Tuesday, March 9, 2010

Broke High Rollin'

These days, seems like everyone I know be slummin' down in Broketown and I'm about to join the ranks, after spending all my monies on a video camera (an investment that I don't forsee getting me into any trouble whatsoever and will obviously make me a gazillionaire). Luckily, I have spent much of my quasi-adult life dating dudes how are less adult and more broke than me, so I am sufficiently prepared to roll penniless in this city. Here are some helpful tips I suggest you print out, laminate and carry with you for reference at all times. Unless you're seriously cash strapped, in which case just grab a paperclip and carve them into your forearm.

Food -
I may be a retard of sorts in the kitchen, but if there's one thing I know how to do, it's keep a full belly on the cheaps and I'm not talking bullshit ramen noodles either. Since I don't eat meat, am more down than I should be with Kraft mac 'n cheese and $1.50 bodega sandwiches and have made my peace with the heart attack I can expect around 43 due to said diet, cheap eats are easy for me. But seriously, if you have even one fiver to spare, take that Lincoln for a walk to a bar that serves free pizza or happy hour buffet. No-brainer.

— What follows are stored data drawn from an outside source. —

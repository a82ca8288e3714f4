//! Tally configuration: the approval threshold and the vote tokens.
//!
//! Built once at startup and passed into the engine by value or reference.
//! A per-request threshold override produces a new `Threshold`, never a
//! mutation of the shared config.

use std::fmt;
use std::str::FromStr;

use thiserror::Error;

use crate::signal::SignalTokens;

pub const DEFAULT_THRESHOLD: u32 = 2;

#[derive(Error, Debug, Clone, PartialEq, Eq)]
pub enum ConfigError {
    #[error("threshold must be at least 1, got {0}")]
    ZeroThreshold(u32),

    #[error("invalid threshold {value:?}: {reason}")]
    InvalidThreshold { value: String, reason: String },

    #[error("no approve tokens configured")]
    NoApproveTokens,

    #[error("token {0:?} is configured as both approve and reject")]
    AmbiguousToken(String),
}

/// Minimum approval count for a revision to pass.
#[derive(Debug, Clone, Copy, PartialEq, Eq, Hash, PartialOrd, Ord)]
pub struct Threshold(u32);

impl Threshold {
    pub fn new(value: u32) -> Result<Self, ConfigError> {
        if value == 0 {
            return Err(ConfigError::ZeroThreshold(value));
        }
        Ok(Self(value))
    }

    pub fn get(self) -> u32 {
        self.0
    }
}

impl Default for Threshold {
    fn default() -> Self {
        Self(DEFAULT_THRESHOLD)
    }
}

impl fmt::Display for Threshold {
    fn fmt(&self, f: &mut fmt::Formatter<'_>) -> fmt::Result {
        write!(f, "{}", self.0)
    }
}

impl FromStr for Threshold {
    type Err = ConfigError;

    fn from_str(s: &str) -> Result<Self, Self::Err> {
        let value = s
            .trim()
            .parse::<u32>()
            .map_err(|e| ConfigError::InvalidThreshold {
                value: s.to_string(),
                reason: e.to_string(),
            })?;
        Self::new(value)
    }
}

/// Immutable configuration consumed by the tally engine.
#[derive(Debug, Clone, Default, PartialEq, Eq)]
pub struct TallyConfig {
    pub threshold: Threshold,
    pub tokens: SignalTokens,
}

impl TallyConfig {
    pub fn new(threshold: Threshold, tokens: SignalTokens) -> Result<Self, ConfigError> {
        if tokens.approve().is_empty() {
            return Err(ConfigError::NoApproveTokens);
        }
        if let Some(token) = tokens.approve().iter().find(|t| tokens.reject().contains(*t)) {
            return Err(ConfigError::AmbiguousToken(token.clone()));
        }
        Ok(Self { threshold, tokens })
    }

    /// Threshold to use for one request: the override if given, else the default.
    pub fn resolve_threshold(&self, requested: Option<Threshold>) -> Threshold {
        requested.unwrap_or(self.threshold)
    }
}
//! Outbound collaborators: commit status reporting and head lookup.

use anyhow::Result;
use async_trait::async_trait;
use commodus_core::{Decision, RevisionHash, Threshold};
use serde::Serialize;
use std::fmt;

/// Commit status states this service sets.
#[derive(Debug, Clone, Copy, PartialEq, Eq, Serialize)]
#[serde(rename_all = "lowercase")]
pub enum StatusState {
    Pending,
    Success,
}

impl From<Decision> for StatusState {
    fn from(decision: Decision) -> Self {
        match decision {
            Decision::Pending => StatusState::Pending,
            Decision::Pass => StatusState::Success,
        }
    }
}

impl fmt::Display for StatusState {
    fn fmt(&self, f: &mut fmt::Formatter<'_>) -> fmt::Result {
        match self {
            StatusState::Pending => write!(f, "pending"),
            StatusState::Success => write!(f, "success"),
        }
    }
}

/// One commit status update.
#[derive(Debug, Clone, PartialEq, Eq)]
pub struct StatusReport {
    pub repo: String,
    pub revision_hash: RevisionHash,
    pub state: StatusState,
    pub description: String,
    pub context: String,
}

impl StatusReport {
    pub fn new(
        repo: impl Into<String>,
        revision_hash: RevisionHash,
        approval_count: u32,
        threshold: Threshold,
        context: impl Into<String>,
    ) -> Self {
        let decision = Decision::evaluate(approval_count, threshold);
        Self {
            repo: repo.into(),
            revision_hash,
            state: decision.into(),
            description: describe(approval_count, threshold, decision),
            context: context.into(),
        }
    }
}

/// Human-readable status description.
pub fn describe(approval_count: u32, threshold: Threshold, decision: Decision) -> String {
    match decision {
        Decision::Pass => format!(
            "Required approvals ({}/{}) has been reached!",
            approval_count, threshold
        ),
        Decision::Pending => format!(
            "Required approvals ({}/{}) has yet to be reached.",
            approval_count, threshold
        ),
    }
}

/// Pushes decisions to the external status indicator.
///
/// Best effort: the ledger is the source of truth and failures are not retried.
#[async_trait]
pub trait StatusReporter: Send + Sync {
    async fn report(&self, report: &StatusReport) -> Result<()>;
}

/// Resolves the current head revision of a pull request.
///
/// Needed for issue comments, whose payload does not say which revision
/// the comment was made against.
#[async_trait]
pub trait HeadResolver: Send + Sync {
    async fn head_sha(&self, repo: &str, number: u64) -> Result<RevisionHash>;
}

Drinks - Say hello to some old friends; forties & flasks, because you're gonna be hanging out with these dudes a whole lot. Or just break out the sex eyes and try getting people to buy you drinks, but this is only if you enjoy talking to people you don't know and don't want to sleep with. I do not.

Exercise -
No gym membership for you, chunky-monks. Instead, exercise will be taken in the form of walking/biking your ass around, and boning. And these all work together you see, the more walking/biking you do, the less often you will have to call a time out mid-bone because you have a stitch in your side (don't judge me, it's been a long Winter).

Clothes - Take that shit to an exchange shop and swap it out, but don't fall into the trap I always do at Beacon's Closet which is this; I take a bag of clothes there, they offer me maybe forty dollars in store credit, or twenty duckets of cold hard cash. The smart thing to do would be take the credit and get myself some new boots or something, but while contemplating which option I need more, I end up glancing out the window across the street to the Brooklyn Brewery. Inevitably, I take the scratch and march my torn hobo-clothed self over to the brewery and spend it on beers. On second thought, just shoplift.

Drugs -
Being a chick means this battle is already half won, I mean, I don't remember ever actually paying for a roofie... But seriously, dudes love giving chicks drugs in hopes this will get them laid. Funny 'cause it works!